### Data records

// Copyright (c) 2025 Soumyadip Sarkar.
// All rights reserved.
//
// This source code is licensed under the license found in the
// LICENSE file in the root directory of this source tree.

//! Reads and writes against the ledger tables.
//!
//! Every function borrows the caller's connection. Multi-row writes open their
//! own transaction, so callers never see half of a rate pair.

use crate::error::{LedgerError, LedgerResult};
use crate::models::{
    ExchangeRate, Investor, NewPurchase, NewTransfer, Purchase, ServicePurchase, SpendRecord,
    Transfer,
};
use crate::utils::{ensure_positive, parse_rate_code};
use chrono::NaiveDate;
use rusqlite::{Connection, OptionalExtension, Row, params};
use tracing::{debug, info};

pub fn add_investor(conn: &Connection, name: &str) -> LedgerResult<Investor> {
    let name = name.trim();
    if name.is_empty() {
        return Err(LedgerError::validation("Investor name must not be empty"));
    }
    if find_investor(conn, name)?.is_some() {
        return Err(LedgerError::Validation(format!(
            "Investor '{}' already exists",
            name
        )));
    }
    conn.execute("INSERT INTO investors(name) VALUES (?1)", params![name])?;
    let investor = Investor {
        id: conn.last_insert_rowid(),
        name: name.to_string(),
    };
    info!(id = investor.id, name = %investor.name, "investor added");
    Ok(investor)
}

pub fn find_investor(conn: &Connection, name: &str) -> LedgerResult<Option<Investor>> {
    let inv = conn
        .query_row(
            "SELECT id, name FROM investors WHERE name=?1",
            params![name.trim()],
            |r| {
                Ok(Investor {
                    id: r.get(0)?,
                    name: r.get(1)?,
                })
            },
        )
        .optional()?;
    Ok(inv)
}

pub fn investor_by_name(conn: &Connection, name: &str) -> LedgerResult<Investor> {
    find_investor(conn, name)?
        .ok_or_else(|| LedgerError::NotFound(format!("Investor '{}' not found", name.trim())))
}

pub fn investor_by_id(conn: &Connection, id: i64) -> LedgerResult<Investor> {
    conn.query_row(
        "SELECT id, name FROM investors WHERE id=?1",
        params![id],
        |r| {
            Ok(Investor {
                id: r.get(0)?,
                name: r.get(1)?,
            })
        },
    )
    .optional()?
    .ok_or_else(|| LedgerError::NotFound(format!("Investor #{} not found", id)))
}

pub fn list_investors(conn: &Connection) -> LedgerResult<Vec<Investor>> {
    let mut stmt = conn.prepare("SELECT id, name FROM investors ORDER BY name")?;
    let rows = stmt.query_map([], |r| {
        Ok(Investor {
            id: r.get(0)?,
            name: r.get(1)?,
        })
    })?;
    let mut out = Vec::new();
    for row in rows {
        out.push(row?);
    }
    Ok(out)
}

/// Removes an investor that owns no transfers or purchases.
pub fn remove_investor(conn: &Connection, name: &str) -> LedgerResult<Investor> {
    let investor = investor_by_name(conn, name)?;
    let (transfers, purchases): (i64, i64) = conn.query_row(
        "SELECT (SELECT COUNT(*) FROM transfers WHERE investor_id=?1),
                (SELECT COUNT(*) FROM purchases WHERE investor_id=?1)",
        params![investor.id],
        |r| Ok((r.get(0)?, r.get(1)?)),
    )?;
    if transfers > 0 || purchases > 0 {
        return Err(LedgerError::Validation(format!(
            "Investor '{}' still owns {} transfer(s) and {} purchase(s); ledger records are never deleted",
            investor.name, transfers, purchases
        )));
    }
    conn.execute("DELETE FROM investors WHERE id=?1", params![investor.id])?;
    info!(id = investor.id, name = %investor.name, "investor removed");
    Ok(investor)
}

pub fn add_transfer(conn: &Connection, t: &NewTransfer) -> LedgerResult<i64> {
    ensure_positive(t.amount, "Amount")?;
    investor_by_id(conn, t.investor_id)?;
    conn.execute(
        "INSERT INTO transfers(investor_id, amount, currency, date) VALUES (?1, ?2, ?3, ?4)",
        params![t.investor_id, t.amount, t.currency, t.date],
    )?;
    let id = conn.last_insert_rowid();
    debug!(id, amount = t.amount, currency = %t.currency, date = %t.date, "transfer added");
    Ok(id)
}

pub fn transfer_exists(conn: &Connection, t: &NewTransfer) -> LedgerResult<bool> {
    let found: Option<i64> = conn
        .query_row(
            "SELECT id FROM transfers
             WHERE investor_id=?1 AND amount=?2 AND currency=?3 AND date=?4 LIMIT 1",
            params![t.investor_id, t.amount, t.currency, t.date],
            |r| r.get(0),
        )
        .optional()?;
    Ok(found.is_some())
}

fn validate_purchase(p: &NewPurchase) -> LedgerResult<()> {
    if p.service.trim().is_empty() {
        return Err(LedgerError::validation("Service name must not be empty"));
    }
    ensure_positive(p.amount, "Amount")?;
    if p.period == 0 {
        return Err(LedgerError::validation("Period must be a positive whole number"));
    }
    Ok(())
}

/// Stores an investor purchase when `investor_id` is set, a group service
/// purchase otherwise.
pub fn add_purchase(conn: &Connection, p: &NewPurchase) -> LedgerResult<i64> {
    validate_purchase(p)?;
    match p.investor_id {
        Some(investor_id) => {
            investor_by_id(conn, investor_id)?;
            conn.execute(
                "INSERT INTO purchases(investor_id, service, amount, currency, date, period, period_unit)
                 VALUES (?1, ?2, ?3, ?4, ?5, ?6, ?7)",
                params![
                    investor_id,
                    p.service.trim(),
                    p.amount,
                    p.currency,
                    p.date,
                    p.period,
                    p.period_unit
                ],
            )?;
        }
        None => {
            conn.execute(
                "INSERT INTO service_purchases(service, amount, currency, date, period, period_unit)
                 VALUES (?1, ?2, ?3, ?4, ?5, ?6)",
                params![
                    p.service.trim(),
                    p.amount,
                    p.currency,
                    p.date,
                    p.period,
                    p.period_unit
                ],
            )?;
        }
    }
    let id = conn.last_insert_rowid();
    debug!(id, service = %p.service, amount = p.amount, currency = %p.currency, "purchase added");
    Ok(id)
}

pub fn service_purchase_exists(conn: &Connection, p: &NewPurchase) -> LedgerResult<bool> {
    let found: Option<i64> = conn
        .query_row(
            "SELECT id FROM service_purchases
             WHERE service=?1 AND amount=?2 AND currency=?3 AND date=?4
               AND period=?5 AND period_unit=?6 LIMIT 1",
            params![
                p.service.trim(),
                p.amount,
                p.currency,
                p.date,
                p.period,
                p.period_unit
            ],
            |r| r.get(0),
        )
        .optional()?;
    Ok(found.is_some())
}

fn transfer_from_row(r: &Row<'_>) -> rusqlite::Result<Transfer> {
    Ok(Transfer {
        id: r.get(0)?,
        investor_id: r.get(1)?,
        amount: r.get(2)?,
        currency: r.get(3)?,
        date: r.get(4)?,
    })
}

pub fn list_transfers(conn: &Connection) -> LedgerResult<Vec<Transfer>> {
    let mut stmt = conn.prepare(
        "SELECT id, investor_id, amount, currency, date FROM transfers ORDER BY date, id",
    )?;
    let rows = stmt.query_map([], transfer_from_row)?;
    let mut out = Vec::new();
    for row in rows {
        out.push(row?);
    }
    Ok(out)
}

pub fn list_transfers_for(conn: &Connection, investor_id: i64) -> LedgerResult<Vec<Transfer>> {
    let mut stmt = conn.prepare(
        "SELECT id, investor_id, amount, currency, date FROM transfers
         WHERE investor_id=?1 ORDER BY date, id",
    )?;
    let rows = stmt.query_map(params![investor_id], transfer_from_row)?;
    let mut out = Vec::new();
    for row in rows {
        out.push(row?);
    }
    Ok(out)
}

pub fn list_purchases(conn: &Connection) -> LedgerResult<Vec<Purchase>> {
    let mut stmt = conn.prepare(
        "SELECT id, investor_id, service, amount, currency, date, period, period_unit
         FROM purchases ORDER BY date, id",
    )?;
    let rows = stmt.query_map([], |r| {
        Ok(Purchase {
            id: r.get(0)?,
            investor_id: r.get(1)?,
            service: r.get(2)?,
            amount: r.get(3)?,
            currency: r.get(4)?,
            date: r.get(5)?,
            period: r.get(6)?,
            period_unit: r.get(7)?,
        })
    })?;
    let mut out = Vec::new();
    for row in rows {
        out.push(row?);
    }
    Ok(out)
}

pub fn list_service_purchases(conn: &Connection) -> LedgerResult<Vec<ServicePurchase>> {
    let mut stmt = conn.prepare(
        "SELECT id, service, amount, currency, date, period, period_unit
         FROM service_purchases ORDER BY date, id",
    )?;
    let rows = stmt.query_map([], |r| {
        Ok(ServicePurchase {
            id: r.get(0)?,
            service: r.get(1)?,
            amount: r.get(2)?,
            currency: r.get(3)?,
            date: r.get(4)?,
            period: r.get(5)?,
            period_unit: r.get(6)?,
        })
    })?;
    let mut out = Vec::new();
    for row in rows {
        out.push(row?);
    }
    Ok(out)
}

/// Investor purchases followed by group service purchases.
pub fn list_spend(conn: &Connection) -> LedgerResult<Vec<SpendRecord>> {
    let mut out: Vec<SpendRecord> = list_purchases(conn)?
        .into_iter()
        .map(SpendRecord::Investor)
        .collect();
    out.extend(
        list_service_purchases(conn)?
            .into_iter()
            .map(SpendRecord::Group),
    );
    Ok(out)
}

pub fn find_rate(
    conn: &Connection,
    from: &str,
    to: &str,
    date: NaiveDate,
) -> LedgerResult<Option<f64>> {
    let rate = conn
        .query_row(
            "SELECT rate FROM exchange_rates WHERE from_currency=?1 AND to_currency=?2 AND date=?3",
            params![from, to, date],
            |r| r.get(0),
        )
        .optional()?;
    Ok(rate)
}

/// Records `1 from = rate to` on `date` together with the inverse rate, in one
/// transaction. Existing rows for either direction are updated in place.
pub fn upsert_rate(
    conn: &Connection,
    from: &str,
    to: &str,
    date: NaiveDate,
    rate: f64,
) -> LedgerResult<f64> {
    let from = parse_rate_code(from)?;
    let to = parse_rate_code(to)?;
    if from == to {
        return Err(LedgerError::Validation(format!(
            "A {from}->{to} rate is always 1; record rates between different currencies"
        )));
    }
    let rate = ensure_positive(rate, "Rate")?;
    let inverse = 1.0 / rate;

    let tx = conn.unchecked_transaction()?;
    {
        let mut stmt = tx.prepare(
            "INSERT INTO exchange_rates(from_currency, to_currency, rate, date) VALUES (?1, ?2, ?3, ?4)
             ON CONFLICT(from_currency, to_currency, date) DO UPDATE SET rate=excluded.rate",
        )?;
        stmt.execute(params![from, to, rate, date])?;
        stmt.execute(params![to, from, inverse, date])?;
    }
    tx.commit()?;
    info!(%date, %from, %to, rate, inverse, "exchange rate recorded");
    Ok(inverse)
}

pub fn list_rates(conn: &Connection, limit: usize) -> LedgerResult<Vec<ExchangeRate>> {
    let mut stmt = conn.prepare(
        "SELECT id, from_currency, to_currency, rate, date, created_at FROM exchange_rates
         ORDER BY date DESC, from_currency, to_currency LIMIT ?1",
    )?;
    let rows = stmt.query_map(params![limit as i64], |r| {
        Ok(ExchangeRate {
            id: r.get(0)?,
            from_currency: r.get(1)?,
            to_currency: r.get(2)?,
            rate: r.get(3)?,
            date: r.get(4)?,
            created_at: r.get(5)?,
        })
    })?;
    let mut out = Vec::new();
    for row in rows {
        out.push(row?);
    }
    Ok(out)
}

######

§ The task
Your answer should be one number: how many lines in the material hold the word "debug".

§ Solution to this problem
3